Mocha’s parents looked like regular short haired labs and Mochas’ puppies all looked like regular labs but Mocha got fluffier and fluffier. She had this beautiful long hair. She looked like a chocolate golden retriever, we thought we got ripped off. It took us a long time before someone told us she was a flat coated Labrador retriever. A special kind.


Last night was long, long for me and very long for Mocha. I had been out most of the day and when I got home there was a present on the floor, a pile of poop. It is odd because it is not usual. But I had been out and dismissed it as an accident.


All evening nothing was unusual and when Mocha needed to go out shortly after bedtime, okay. But when she needed to go out 15 minutes after that…. Something was up. Mocha has not slept yet. She was awake all night either pacing or running for the door every 15-20 minutes. I did get 2 hours in different sections but I’m pretty sure that was exhaustion on my part, but she was still needing to go out and she was always waiting to head out when I finally woke up from my short naps. Sometimes Mila, Mochas daughter, now 3 would go with her, sometimes not. Mocha has been pooping and throwing up all night.

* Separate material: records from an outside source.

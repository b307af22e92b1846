//! Fleetport Infrastructure Library
//!
//! Shared infrastructure used by the services and the API binary:
//! - Telemetry initialization
//! - Outbound user notifications

pub mod notify;
pub mod telemetry;

pub use notify::{DeliveryStatus, HttpNotifier, Notifier, NotifyError};
pub use telemetry::{init_telemetry, shutdown_telemetry};
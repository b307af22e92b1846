use anyhow::{Context, Result};
use chrono::{DateTime, Utc};
use sqlx::{PgPool, Postgres};
use uuid::Uuid;

use fleetport_core::models::JobEnvelope;

/// Postgres-backed job table used as the durable queue transport.
#[derive(Clone)]
pub struct JobRepository {
    pool: PgPool,
}

impl JobRepository {
    pub fn new(pool: PgPool) -> Self {
        Self { pool }
    }

    #[tracing::instrument(skip(self, payload))]
    pub async fn create_job(
        &self,
        kind: &str,
        payload: serde_json::Value,
        max_attempts: i32,
    ) -> Result<JobEnvelope> {
        let job = sqlx::query_as::<Postgres, JobEnvelope>(
            r#"
            INSERT INTO jobs (kind, status, payload, max_attempts)
            VALUES ($1, 'pending', $2, $3)
            RETURNING
                id, kind, status, payload, result, attempts, max_attempts,
                scheduled_at, started_at, completed_at, created_at, updated_at
            "#,
        )
        .bind(kind)
        .bind(payload)
        .bind(max_attempts)
        .fetch_one(&self.pool)
        .await
        .map_err(|e| {
            tracing::error!(error = %e, kind = %kind, "Failed to insert job into database");
            anyhow::anyhow!("Failed to insert job into database: {}", e)
        })?;

        tracing::debug!(job_id = %job.id, kind = %kind, "Job inserted");

        Ok(job)
    }

    #[tracing::instrument(skip(self))]
    pub async fn get_job(&self, job_id: Uuid) -> Result<Option<JobEnvelope>> {
        let job = sqlx::query_as::<Postgres, JobEnvelope>(
            r#"
            SELECT
                id, kind, status, payload, result, attempts, max_attempts,
                scheduled_at, started_at, completed_at, created_at, updated_at
            FROM jobs
            WHERE id = $1
            "#,
        )
        .bind(job_id)
        .fetch_optional(&self.pool)
        .await
        .context("Failed to fetch job")?;

        Ok(job)
    }

    /// Claims the oldest due pending job and marks it running.
    ///
    /// Uses FOR UPDATE SKIP LOCKED so several workers (or processes) can
    /// claim concurrently without handing the same job out twice.
    #[tracing::instrument(skip(self))]
    pub async fn claim_next_job(&self) -> Result<Option<JobEnvelope>> {
        let mut tx = self
            .pool
            .begin()
            .await
            .context("Failed to begin transaction")?;

        let next_id: Option<Uuid> = sqlx::query_scalar(
            r#"
            SELECT id
            FROM jobs
            WHERE status = 'pending'
                AND scheduled_at <= NOW()
            ORDER BY scheduled_at ASC, created_at ASC
            LIMIT 1
            FOR UPDATE SKIP LOCKED
            "#,
        )
        .fetch_optional(&mut *tx)
        .await
        .context("Failed to fetch next job")?;

        let Some(job_id) = next_id else {
            tx.rollback().await.ok();
            return Ok(None);
        };

        let job = sqlx::query_as::<Postgres, JobEnvelope>(
            r#"
            UPDATE jobs
            SET status = 'running',
                attempts = attempts + 1,
                started_at = NOW(),
                updated_at = NOW()
            WHERE id = $1
            RETURNING
                id, kind, status, payload, result, attempts, max_attempts,
                scheduled_at, started_at, completed_at, created_at, updated_at
            "#,
        )
        .bind(job_id)
        .fetch_one(&mut *tx)
        .await
        .context("Failed to update job status")?;

        tx.commit().await.context("Failed to commit transaction")?;

        tracing::debug!(job_id = %job.id, kind = %job.kind, attempts = job.attempts, "Job claimed");

        Ok(Some(job))
    }

    #[tracing::instrument(skip(self, result))]
    pub async fn mark_completed(&self, job_id: Uuid, result: serde_json::Value) -> Result<()> {
        self.finish(job_id, "completed", result)
            .await
            .context("Failed to mark job as completed")
    }

    #[tracing::instrument(skip(self, error))]
    pub async fn mark_failed(&self, job_id: Uuid, error: serde_json::Value) -> Result<()> {
        self.finish(job_id, "failed", error)
            .await
            .context("Failed to mark job as failed")
    }

    #[tracing::instrument(skip(self, reason))]
    pub async fn mark_dropped(&self, job_id: Uuid, reason: serde_json::Value) -> Result<()> {
        self.finish(job_id, "dropped", reason)
            .await
            .context("Failed to mark job as dropped")
    }

    /// Puts a running job back in the pending state, due at `run_at`.
    #[tracing::instrument(skip(self, error))]
    pub async fn reschedule(
        &self,
        job_id: Uuid,
        run_at: DateTime<Utc>,
        error: serde_json::Value,
    ) -> Result<()> {
        sqlx::query(
            r#"
            UPDATE jobs
            SET status = 'pending',
                scheduled_at = $2,
                result = $3,
                started_at = NULL,
                updated_at = NOW()
            WHERE id = $1
            "#,
        )
        .bind(job_id)
        .bind(run_at)
        .bind(error)
        .execute(&self.pool)
        .await
        .context("Failed to reschedule job")?;

        Ok(())
    }

    /// Hands back jobs left `running` by a worker that died or was stopped
    /// mid-job. Jobs with deliveries left return to `pending`; the rest are
    /// failed. Returns the number of rows touched.
    #[tracing::instrument(skip(self))]
    pub async fn reap_stale_running_jobs(&self, claimed_before: DateTime<Utc>) -> Result<u64> {
        let result = sqlx::query(
            r#"
            UPDATE jobs
            SET status = CASE WHEN attempts < max_attempts THEN 'pending' ELSE 'failed' END,
                scheduled_at = NOW(),
                started_at = NULL,
                completed_at = CASE WHEN attempts < max_attempts THEN NULL ELSE NOW() END,
                result = jsonb_build_object('error', 'worker stopped before the job finished'),
                updated_at = NOW()
            WHERE status = 'running'
                AND started_at < $1
            "#,
        )
        .bind(claimed_before)
        .execute(&self.pool)
        .await
        .context("Failed to reap stale running jobs")?;

        Ok(result.rows_affected())
    }

    async fn finish(
        &self,
        job_id: Uuid,
        status: &str,
        result: serde_json::Value,
    ) -> Result<(), sqlx::Error> {
        sqlx::query(
            r#"
            UPDATE jobs
            SET status = $2,
                result = $3,
                completed_at = NOW(),
                updated_at = NOW()
            WHERE id = $1
            "#,
        )
        .bind(job_id)
        .bind(status)
        .bind(result)
        .execute(&self.pool)
        .await?;

        Ok(())
    }
}
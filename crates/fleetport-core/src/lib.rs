//! Fleetport Core Library
//!
//! Domain models, error types and configuration shared by every fleetport
//! component: the vehicle record, the job descriptors that travel through the
//! queue, and the outcomes the pipelines report.

pub mod config;
pub mod error;
pub mod job_error;
pub mod models;

pub use config::{Config, LogFormat};
pub use error::{AppError, ErrorMetadata, LogLevel};
pub use job_error::{is_unrecoverable, JobError};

After Mocha had her batch of puppies she got ill. She had developed Cushings disease. It is a condition where the dog makes excess cortisol. It can lead to excessive thirst, panting, and a pot belly appearance. In Mochas case we know her spleen is also enlarged. Her energy is not the same, her temperament went through various stages, one being fairly aggressive for a while. Her favourite pastime was to run with the quad, that ceased a long time ago. It hurt her body for 2 days after. She would tuck herself into my ensuite and hide there while she recovered from the run. Not worth it.


The “time span” given for dogs with Cushings is 3 years give or take. Mila, her puppy, turned 3 the end of May.


Mocha has been happy enough but she is obviously uncomfortable now. She doesn’t seem to be able to lay down. She’s sat up all night panting furiously and running for the door.


The last time I saw the vet she recommended to mark the calendar with different colors to show if Mocha had a good day or a bad. That way we could see at a glance if she was having more good than bad days or vice versa. It was a brilliant idea.


I will head to the vet shortly here.


The seasons of life. I have been given a new season and fresh start with my HUGE God given miracle of being proclaimed “cancer free”. But as I look and wonder what God is up to, first taking Brian, then Martha and now my Mocha it gives me pause to question what is up.


Mocha has been my constant companion here in the bush we moved to, I would not have made it without her. She had guarded me, loved me and been my friend for the time God has graciously given us. Definitely not long enough, but she did it well and another piece of my heart will be going with her.